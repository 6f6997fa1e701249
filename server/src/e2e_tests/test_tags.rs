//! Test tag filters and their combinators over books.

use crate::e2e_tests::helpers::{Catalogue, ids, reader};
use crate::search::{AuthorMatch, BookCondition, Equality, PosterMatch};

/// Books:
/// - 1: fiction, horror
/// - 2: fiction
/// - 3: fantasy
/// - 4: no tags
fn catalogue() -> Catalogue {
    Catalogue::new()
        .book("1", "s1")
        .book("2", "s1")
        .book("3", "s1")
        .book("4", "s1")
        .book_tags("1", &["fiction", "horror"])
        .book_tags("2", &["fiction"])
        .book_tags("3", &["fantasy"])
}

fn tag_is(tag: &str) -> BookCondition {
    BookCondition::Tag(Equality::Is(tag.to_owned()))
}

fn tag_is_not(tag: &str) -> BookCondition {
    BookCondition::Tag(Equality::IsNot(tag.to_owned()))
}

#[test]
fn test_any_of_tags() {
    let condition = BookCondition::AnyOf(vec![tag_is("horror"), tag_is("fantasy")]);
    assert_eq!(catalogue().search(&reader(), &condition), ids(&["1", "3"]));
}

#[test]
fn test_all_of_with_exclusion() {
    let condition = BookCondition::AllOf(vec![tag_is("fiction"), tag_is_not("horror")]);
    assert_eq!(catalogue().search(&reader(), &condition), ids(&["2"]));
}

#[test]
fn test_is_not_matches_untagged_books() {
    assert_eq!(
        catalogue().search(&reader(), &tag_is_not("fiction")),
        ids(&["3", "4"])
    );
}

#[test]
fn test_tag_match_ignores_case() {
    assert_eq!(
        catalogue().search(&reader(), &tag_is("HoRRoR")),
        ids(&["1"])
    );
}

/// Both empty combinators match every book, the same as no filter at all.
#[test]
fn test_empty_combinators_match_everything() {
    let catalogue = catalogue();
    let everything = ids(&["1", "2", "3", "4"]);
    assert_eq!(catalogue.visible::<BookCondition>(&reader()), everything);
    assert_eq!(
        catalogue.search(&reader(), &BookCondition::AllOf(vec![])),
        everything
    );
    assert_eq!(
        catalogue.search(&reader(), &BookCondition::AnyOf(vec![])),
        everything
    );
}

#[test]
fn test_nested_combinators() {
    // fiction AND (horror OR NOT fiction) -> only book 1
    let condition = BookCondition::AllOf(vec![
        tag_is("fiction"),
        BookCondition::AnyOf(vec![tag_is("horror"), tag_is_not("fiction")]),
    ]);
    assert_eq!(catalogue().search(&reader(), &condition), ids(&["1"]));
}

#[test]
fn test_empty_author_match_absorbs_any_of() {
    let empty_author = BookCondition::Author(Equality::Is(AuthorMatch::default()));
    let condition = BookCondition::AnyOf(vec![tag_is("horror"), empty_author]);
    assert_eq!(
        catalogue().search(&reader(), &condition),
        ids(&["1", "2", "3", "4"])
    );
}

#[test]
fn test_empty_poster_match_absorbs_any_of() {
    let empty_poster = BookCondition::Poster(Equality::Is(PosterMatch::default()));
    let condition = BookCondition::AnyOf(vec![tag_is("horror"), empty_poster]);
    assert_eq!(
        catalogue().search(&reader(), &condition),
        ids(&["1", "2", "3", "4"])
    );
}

- - - - - - -

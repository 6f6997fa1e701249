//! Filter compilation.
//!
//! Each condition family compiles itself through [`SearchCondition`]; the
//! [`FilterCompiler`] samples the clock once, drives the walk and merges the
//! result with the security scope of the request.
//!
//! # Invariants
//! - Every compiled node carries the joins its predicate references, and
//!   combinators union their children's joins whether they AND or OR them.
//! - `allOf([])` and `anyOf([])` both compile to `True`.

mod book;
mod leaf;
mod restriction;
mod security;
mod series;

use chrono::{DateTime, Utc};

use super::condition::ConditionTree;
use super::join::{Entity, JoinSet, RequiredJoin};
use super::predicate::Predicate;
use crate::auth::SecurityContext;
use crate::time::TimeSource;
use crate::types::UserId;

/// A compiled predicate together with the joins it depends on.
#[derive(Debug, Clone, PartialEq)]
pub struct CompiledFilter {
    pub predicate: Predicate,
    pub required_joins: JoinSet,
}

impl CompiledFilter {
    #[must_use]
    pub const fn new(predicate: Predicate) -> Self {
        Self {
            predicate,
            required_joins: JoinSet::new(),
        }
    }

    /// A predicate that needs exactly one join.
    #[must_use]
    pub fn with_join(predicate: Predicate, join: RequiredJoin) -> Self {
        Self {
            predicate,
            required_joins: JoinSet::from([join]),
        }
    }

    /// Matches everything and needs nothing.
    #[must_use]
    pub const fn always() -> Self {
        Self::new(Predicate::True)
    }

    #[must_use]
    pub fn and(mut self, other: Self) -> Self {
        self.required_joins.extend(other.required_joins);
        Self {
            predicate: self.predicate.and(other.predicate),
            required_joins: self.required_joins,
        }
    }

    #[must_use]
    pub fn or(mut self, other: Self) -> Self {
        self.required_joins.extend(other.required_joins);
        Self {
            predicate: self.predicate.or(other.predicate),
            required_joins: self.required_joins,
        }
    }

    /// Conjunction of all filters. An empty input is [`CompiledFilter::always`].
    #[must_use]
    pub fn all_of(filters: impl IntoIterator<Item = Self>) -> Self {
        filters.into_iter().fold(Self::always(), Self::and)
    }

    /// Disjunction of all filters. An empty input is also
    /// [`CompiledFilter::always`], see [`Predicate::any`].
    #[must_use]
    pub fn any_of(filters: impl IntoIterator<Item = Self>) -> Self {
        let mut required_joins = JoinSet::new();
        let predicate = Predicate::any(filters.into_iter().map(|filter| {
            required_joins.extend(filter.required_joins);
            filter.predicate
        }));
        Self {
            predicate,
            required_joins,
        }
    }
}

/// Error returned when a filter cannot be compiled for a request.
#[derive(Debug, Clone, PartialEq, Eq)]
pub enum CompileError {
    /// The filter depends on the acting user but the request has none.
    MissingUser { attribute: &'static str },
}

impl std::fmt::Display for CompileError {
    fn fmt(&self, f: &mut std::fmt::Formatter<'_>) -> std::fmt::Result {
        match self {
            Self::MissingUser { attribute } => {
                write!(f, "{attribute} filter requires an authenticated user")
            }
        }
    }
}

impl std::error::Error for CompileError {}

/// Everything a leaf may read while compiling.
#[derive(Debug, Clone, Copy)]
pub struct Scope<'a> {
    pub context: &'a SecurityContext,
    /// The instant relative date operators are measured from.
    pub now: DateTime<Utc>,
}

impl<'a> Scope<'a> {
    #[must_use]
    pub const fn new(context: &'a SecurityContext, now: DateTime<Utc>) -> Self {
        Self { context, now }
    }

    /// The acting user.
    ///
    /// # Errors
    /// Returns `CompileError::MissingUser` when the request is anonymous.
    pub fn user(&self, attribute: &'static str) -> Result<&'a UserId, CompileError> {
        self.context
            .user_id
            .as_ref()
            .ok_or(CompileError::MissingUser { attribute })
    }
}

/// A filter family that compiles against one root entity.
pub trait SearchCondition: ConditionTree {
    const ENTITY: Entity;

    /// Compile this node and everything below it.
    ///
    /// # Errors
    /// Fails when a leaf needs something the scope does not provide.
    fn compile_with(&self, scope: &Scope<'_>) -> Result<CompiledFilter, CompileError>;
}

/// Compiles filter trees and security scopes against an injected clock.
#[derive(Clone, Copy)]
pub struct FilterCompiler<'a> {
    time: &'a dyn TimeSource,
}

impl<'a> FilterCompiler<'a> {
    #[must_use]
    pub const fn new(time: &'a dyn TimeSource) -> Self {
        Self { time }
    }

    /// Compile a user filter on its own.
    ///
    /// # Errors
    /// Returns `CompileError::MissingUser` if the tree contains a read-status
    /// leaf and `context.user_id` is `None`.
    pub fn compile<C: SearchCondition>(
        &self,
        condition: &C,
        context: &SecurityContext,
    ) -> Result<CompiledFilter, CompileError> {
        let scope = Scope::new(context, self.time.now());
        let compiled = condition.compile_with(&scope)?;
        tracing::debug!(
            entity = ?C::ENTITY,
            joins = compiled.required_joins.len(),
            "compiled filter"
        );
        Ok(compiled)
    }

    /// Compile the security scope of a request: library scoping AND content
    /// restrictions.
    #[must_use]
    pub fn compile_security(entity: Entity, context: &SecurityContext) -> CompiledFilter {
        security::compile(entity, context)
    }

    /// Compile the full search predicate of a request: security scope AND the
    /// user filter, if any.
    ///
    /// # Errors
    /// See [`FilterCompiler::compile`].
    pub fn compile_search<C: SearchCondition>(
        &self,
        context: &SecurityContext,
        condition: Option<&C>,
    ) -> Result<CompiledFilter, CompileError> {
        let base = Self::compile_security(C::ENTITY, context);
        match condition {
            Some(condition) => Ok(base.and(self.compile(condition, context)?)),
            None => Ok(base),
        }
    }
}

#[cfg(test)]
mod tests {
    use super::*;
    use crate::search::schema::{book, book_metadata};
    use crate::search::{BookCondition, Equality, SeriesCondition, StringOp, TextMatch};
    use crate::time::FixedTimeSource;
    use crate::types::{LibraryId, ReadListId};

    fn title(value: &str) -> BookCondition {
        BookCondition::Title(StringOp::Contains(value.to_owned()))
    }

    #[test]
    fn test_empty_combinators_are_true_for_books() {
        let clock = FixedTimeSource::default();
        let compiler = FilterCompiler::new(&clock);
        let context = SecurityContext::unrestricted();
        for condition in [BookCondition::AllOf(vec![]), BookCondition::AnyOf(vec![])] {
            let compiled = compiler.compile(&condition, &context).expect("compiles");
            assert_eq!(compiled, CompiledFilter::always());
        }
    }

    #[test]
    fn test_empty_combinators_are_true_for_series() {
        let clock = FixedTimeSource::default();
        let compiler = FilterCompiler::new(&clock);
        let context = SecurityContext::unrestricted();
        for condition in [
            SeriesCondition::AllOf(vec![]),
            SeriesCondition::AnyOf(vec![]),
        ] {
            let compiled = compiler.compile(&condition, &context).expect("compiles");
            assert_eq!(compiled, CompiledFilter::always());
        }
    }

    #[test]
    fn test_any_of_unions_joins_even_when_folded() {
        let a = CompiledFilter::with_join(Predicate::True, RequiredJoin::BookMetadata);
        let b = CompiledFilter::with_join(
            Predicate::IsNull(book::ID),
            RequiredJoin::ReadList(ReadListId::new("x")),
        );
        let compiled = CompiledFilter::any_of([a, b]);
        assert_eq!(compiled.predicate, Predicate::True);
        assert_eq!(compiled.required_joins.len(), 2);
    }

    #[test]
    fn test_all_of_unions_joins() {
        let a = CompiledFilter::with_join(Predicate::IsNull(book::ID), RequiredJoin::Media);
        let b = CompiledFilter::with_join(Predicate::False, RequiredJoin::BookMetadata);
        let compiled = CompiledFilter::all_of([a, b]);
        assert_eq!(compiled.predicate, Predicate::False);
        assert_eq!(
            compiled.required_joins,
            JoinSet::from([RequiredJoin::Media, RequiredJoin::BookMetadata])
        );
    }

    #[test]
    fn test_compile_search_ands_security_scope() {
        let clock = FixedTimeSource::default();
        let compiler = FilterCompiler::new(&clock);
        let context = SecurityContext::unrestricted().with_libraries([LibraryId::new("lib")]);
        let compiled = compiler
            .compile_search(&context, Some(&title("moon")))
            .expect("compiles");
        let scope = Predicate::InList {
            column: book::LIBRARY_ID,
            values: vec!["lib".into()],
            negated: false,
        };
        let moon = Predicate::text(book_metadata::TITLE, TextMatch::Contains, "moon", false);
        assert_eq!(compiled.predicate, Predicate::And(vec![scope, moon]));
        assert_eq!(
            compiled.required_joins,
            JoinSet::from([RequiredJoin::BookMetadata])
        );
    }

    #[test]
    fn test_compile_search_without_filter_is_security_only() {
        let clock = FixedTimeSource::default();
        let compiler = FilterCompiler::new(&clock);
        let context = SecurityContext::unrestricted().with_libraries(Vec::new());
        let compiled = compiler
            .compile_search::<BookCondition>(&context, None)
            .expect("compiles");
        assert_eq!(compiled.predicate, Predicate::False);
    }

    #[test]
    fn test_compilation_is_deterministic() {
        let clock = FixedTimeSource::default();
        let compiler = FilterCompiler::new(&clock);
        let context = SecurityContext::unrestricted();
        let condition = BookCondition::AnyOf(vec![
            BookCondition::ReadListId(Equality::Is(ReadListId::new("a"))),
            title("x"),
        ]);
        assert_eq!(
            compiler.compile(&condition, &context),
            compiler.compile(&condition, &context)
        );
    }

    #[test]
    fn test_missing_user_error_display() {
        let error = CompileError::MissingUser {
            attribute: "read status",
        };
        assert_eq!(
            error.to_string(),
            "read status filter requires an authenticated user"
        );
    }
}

- - - - - - -

ACTIVITY: Retrieve each line of the data in which the word "UserId" can be found.

ANSWER SPACE:
use crate::types::UserId;
    pub fn user(&self, attribute: &'static str) -> Result<&'a UserId, CompileError> {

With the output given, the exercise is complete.